■ What is required
I need the number of lines in the data that contain the word "window", and nothing beyond it.

■ Exercise material
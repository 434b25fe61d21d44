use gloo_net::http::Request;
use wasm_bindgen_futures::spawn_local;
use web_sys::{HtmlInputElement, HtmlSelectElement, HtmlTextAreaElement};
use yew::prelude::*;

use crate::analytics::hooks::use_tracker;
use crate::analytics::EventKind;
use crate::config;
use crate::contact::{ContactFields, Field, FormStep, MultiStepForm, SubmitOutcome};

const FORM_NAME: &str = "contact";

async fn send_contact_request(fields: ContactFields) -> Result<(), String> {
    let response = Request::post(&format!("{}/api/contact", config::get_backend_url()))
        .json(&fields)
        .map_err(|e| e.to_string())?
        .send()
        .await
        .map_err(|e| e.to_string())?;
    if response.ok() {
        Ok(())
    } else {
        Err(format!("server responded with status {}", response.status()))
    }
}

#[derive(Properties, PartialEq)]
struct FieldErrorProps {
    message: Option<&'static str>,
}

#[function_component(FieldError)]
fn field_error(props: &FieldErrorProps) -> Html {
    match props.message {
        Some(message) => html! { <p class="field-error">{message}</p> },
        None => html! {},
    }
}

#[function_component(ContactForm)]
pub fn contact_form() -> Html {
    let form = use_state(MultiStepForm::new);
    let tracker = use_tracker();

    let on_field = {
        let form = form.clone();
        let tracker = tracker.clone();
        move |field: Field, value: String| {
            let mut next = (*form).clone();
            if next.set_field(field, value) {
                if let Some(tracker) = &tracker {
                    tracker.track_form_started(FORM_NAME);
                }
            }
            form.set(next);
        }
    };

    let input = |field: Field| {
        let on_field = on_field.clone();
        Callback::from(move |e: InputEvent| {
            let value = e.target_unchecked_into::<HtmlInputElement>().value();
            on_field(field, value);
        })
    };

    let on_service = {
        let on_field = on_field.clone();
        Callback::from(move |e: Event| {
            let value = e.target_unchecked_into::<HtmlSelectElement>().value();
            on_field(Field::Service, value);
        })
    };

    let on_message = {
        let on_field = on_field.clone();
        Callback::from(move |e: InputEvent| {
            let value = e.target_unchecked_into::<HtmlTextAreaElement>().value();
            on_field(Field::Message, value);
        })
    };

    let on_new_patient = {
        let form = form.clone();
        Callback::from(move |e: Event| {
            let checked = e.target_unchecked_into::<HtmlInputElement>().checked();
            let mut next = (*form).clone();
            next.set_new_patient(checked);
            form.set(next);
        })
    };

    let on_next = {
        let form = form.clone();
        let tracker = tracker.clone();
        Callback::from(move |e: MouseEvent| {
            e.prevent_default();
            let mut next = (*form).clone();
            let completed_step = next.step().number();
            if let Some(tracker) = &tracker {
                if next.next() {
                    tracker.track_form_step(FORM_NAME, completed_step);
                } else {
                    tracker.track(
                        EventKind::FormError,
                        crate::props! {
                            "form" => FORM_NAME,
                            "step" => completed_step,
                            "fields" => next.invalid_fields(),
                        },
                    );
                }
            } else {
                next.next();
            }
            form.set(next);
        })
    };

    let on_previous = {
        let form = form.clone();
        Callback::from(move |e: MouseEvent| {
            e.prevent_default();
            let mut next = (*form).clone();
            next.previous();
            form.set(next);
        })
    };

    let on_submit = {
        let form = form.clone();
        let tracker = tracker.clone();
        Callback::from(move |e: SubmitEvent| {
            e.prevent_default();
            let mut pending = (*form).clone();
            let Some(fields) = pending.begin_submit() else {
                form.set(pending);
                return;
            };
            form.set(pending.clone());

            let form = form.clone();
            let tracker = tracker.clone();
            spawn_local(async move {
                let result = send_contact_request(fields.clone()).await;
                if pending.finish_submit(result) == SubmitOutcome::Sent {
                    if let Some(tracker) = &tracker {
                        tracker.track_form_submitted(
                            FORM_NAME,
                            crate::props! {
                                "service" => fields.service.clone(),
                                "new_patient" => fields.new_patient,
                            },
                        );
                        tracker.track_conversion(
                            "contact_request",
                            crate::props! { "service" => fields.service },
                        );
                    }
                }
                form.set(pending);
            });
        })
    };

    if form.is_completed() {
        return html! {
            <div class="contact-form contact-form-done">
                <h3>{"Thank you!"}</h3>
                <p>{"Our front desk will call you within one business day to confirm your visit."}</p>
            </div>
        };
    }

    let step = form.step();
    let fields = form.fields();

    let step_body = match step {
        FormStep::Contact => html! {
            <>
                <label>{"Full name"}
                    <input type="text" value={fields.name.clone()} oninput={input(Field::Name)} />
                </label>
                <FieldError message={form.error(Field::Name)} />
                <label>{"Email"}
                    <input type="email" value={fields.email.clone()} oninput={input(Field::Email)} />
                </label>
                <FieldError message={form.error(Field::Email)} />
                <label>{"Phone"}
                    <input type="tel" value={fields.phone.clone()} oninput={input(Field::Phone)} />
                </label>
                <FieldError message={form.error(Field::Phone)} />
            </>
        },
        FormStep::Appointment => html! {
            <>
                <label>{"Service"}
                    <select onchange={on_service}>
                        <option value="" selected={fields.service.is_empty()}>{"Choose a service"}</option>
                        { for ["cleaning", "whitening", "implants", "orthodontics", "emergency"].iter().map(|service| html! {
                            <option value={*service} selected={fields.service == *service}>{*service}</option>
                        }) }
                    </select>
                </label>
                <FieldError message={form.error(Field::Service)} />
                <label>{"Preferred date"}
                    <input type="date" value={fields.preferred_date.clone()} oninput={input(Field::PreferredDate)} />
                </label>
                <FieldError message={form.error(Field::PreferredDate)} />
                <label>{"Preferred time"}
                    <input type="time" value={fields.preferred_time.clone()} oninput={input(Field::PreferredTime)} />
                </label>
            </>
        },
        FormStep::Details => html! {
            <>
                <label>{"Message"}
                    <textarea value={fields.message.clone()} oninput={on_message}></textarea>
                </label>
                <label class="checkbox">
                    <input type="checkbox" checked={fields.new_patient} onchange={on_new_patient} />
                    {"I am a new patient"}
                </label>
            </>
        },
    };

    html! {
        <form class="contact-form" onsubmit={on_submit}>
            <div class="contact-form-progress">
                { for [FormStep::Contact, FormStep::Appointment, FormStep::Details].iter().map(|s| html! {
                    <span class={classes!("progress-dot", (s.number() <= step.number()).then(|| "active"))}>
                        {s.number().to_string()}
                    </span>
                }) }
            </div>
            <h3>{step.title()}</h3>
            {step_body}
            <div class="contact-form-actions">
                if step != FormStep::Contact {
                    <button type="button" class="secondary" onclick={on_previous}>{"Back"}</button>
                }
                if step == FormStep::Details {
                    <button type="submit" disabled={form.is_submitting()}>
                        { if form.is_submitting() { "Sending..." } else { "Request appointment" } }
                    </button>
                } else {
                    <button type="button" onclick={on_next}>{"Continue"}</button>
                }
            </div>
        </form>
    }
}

* * *

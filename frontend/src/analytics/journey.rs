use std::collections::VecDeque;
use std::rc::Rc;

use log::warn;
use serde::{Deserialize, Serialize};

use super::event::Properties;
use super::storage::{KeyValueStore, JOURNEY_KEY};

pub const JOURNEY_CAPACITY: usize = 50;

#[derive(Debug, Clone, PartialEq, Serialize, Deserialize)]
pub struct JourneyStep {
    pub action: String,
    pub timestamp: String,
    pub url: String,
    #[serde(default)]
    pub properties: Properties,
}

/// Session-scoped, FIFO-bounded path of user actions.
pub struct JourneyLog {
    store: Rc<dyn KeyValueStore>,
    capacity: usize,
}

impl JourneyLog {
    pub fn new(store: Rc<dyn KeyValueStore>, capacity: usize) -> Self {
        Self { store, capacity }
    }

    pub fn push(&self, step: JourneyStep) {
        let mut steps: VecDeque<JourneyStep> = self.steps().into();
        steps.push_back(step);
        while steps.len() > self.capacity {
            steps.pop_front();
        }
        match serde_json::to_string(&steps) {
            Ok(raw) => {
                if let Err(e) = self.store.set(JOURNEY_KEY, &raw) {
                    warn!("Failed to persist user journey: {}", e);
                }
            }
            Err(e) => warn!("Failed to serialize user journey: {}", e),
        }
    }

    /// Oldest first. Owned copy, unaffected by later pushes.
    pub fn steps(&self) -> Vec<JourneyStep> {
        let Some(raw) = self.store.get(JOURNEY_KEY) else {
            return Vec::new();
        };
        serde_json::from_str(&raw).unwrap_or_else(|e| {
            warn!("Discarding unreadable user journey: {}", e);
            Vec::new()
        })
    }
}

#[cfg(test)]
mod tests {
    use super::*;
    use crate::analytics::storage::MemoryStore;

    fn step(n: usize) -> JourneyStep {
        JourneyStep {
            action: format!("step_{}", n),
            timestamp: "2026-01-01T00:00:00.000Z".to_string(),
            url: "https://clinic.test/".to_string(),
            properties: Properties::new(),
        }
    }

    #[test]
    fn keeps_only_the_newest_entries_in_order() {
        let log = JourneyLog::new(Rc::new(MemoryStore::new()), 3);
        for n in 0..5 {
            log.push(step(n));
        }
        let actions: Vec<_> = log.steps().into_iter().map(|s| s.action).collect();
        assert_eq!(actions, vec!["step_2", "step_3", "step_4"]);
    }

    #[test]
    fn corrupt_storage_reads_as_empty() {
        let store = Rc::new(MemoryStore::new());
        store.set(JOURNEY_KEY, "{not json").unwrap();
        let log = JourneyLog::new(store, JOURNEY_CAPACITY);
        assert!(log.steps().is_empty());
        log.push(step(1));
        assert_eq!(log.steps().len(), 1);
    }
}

--

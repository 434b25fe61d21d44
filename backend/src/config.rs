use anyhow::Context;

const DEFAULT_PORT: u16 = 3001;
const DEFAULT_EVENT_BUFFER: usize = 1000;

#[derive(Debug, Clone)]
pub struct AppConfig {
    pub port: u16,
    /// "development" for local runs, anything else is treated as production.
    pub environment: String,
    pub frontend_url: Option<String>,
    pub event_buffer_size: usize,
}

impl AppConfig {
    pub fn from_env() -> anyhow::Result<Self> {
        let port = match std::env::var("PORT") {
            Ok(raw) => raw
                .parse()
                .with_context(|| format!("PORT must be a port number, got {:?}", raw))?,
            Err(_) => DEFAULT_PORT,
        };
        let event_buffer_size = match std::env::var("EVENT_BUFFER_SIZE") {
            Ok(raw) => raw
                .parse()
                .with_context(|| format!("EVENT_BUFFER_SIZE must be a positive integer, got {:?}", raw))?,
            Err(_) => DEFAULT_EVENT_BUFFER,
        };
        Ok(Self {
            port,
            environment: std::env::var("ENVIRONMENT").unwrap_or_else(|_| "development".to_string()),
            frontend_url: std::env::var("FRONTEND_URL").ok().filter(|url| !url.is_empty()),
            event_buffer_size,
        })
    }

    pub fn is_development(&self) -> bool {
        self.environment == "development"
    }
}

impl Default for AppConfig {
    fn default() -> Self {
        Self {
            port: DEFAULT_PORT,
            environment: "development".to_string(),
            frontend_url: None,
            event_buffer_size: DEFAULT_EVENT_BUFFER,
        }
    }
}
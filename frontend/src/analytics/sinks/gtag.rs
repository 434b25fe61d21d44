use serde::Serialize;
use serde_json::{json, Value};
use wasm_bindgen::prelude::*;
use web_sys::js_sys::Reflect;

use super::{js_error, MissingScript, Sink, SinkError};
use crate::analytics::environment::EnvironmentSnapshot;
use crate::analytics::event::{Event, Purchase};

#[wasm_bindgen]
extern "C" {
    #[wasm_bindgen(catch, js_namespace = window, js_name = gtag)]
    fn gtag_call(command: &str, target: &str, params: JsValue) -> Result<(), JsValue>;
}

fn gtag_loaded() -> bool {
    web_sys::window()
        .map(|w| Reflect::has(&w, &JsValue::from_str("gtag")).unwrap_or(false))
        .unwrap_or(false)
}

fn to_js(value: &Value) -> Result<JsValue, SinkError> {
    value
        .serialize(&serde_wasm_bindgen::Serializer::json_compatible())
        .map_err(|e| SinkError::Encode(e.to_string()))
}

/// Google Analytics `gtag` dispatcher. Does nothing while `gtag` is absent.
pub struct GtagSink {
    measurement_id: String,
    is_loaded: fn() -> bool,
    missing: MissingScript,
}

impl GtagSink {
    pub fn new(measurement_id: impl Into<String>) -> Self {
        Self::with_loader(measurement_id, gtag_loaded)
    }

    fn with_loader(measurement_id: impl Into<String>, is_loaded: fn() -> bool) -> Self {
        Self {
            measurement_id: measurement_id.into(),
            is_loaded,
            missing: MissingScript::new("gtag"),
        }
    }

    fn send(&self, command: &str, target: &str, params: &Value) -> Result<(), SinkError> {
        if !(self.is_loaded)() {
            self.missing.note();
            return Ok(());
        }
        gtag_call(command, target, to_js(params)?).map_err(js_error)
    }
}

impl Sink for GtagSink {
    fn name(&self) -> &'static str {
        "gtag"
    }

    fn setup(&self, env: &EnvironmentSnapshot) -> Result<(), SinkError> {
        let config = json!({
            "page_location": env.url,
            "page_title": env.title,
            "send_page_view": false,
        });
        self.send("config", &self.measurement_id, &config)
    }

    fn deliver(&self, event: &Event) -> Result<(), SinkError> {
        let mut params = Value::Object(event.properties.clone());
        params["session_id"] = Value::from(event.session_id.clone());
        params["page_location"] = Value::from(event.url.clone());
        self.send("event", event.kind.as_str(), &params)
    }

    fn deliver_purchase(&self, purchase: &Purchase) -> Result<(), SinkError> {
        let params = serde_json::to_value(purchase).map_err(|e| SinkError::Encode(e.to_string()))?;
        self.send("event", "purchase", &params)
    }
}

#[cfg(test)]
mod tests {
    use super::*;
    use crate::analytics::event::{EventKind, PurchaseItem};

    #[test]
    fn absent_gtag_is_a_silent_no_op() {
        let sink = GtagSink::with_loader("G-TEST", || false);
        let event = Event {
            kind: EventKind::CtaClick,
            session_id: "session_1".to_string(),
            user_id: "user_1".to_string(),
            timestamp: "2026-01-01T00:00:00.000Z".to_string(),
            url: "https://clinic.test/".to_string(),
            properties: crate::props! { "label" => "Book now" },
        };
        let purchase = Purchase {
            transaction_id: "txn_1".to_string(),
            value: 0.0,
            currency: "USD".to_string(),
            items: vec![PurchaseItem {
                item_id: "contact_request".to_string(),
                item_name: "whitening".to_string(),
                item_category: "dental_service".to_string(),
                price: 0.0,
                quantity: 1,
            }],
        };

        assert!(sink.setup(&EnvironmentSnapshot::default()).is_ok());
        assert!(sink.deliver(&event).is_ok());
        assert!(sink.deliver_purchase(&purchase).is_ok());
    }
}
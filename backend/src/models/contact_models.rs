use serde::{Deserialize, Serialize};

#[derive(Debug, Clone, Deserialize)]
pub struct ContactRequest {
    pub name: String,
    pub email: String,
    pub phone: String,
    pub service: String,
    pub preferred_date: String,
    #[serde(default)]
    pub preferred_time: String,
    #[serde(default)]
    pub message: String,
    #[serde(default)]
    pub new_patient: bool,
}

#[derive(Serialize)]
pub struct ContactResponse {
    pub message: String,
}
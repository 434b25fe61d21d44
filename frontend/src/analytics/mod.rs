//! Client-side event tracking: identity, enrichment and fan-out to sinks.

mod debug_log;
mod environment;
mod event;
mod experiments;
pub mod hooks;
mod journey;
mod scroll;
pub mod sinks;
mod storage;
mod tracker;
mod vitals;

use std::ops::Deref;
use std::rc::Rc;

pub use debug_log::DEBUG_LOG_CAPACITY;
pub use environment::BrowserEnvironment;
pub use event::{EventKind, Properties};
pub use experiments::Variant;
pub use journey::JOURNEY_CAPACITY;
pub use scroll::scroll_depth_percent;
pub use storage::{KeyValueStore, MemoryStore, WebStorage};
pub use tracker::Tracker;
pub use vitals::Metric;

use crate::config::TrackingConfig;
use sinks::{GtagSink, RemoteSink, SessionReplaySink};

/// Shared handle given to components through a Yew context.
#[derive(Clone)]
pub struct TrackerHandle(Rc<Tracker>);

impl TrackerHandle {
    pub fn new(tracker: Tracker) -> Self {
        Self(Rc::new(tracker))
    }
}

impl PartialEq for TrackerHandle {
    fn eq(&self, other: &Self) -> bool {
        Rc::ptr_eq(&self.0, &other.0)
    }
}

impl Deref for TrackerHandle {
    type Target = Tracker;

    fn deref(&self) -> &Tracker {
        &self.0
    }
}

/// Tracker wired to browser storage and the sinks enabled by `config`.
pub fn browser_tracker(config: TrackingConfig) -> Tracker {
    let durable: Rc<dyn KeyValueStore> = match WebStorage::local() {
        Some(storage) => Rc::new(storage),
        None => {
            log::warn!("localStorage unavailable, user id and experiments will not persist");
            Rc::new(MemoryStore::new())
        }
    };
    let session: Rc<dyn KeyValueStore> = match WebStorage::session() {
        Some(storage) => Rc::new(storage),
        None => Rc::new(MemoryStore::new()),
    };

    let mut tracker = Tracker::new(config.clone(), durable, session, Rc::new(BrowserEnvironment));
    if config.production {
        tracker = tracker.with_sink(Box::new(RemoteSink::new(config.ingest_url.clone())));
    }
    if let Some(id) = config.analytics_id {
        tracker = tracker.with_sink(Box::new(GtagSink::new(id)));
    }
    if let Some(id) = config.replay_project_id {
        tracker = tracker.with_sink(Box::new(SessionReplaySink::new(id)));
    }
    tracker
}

■ Result of the exercise
2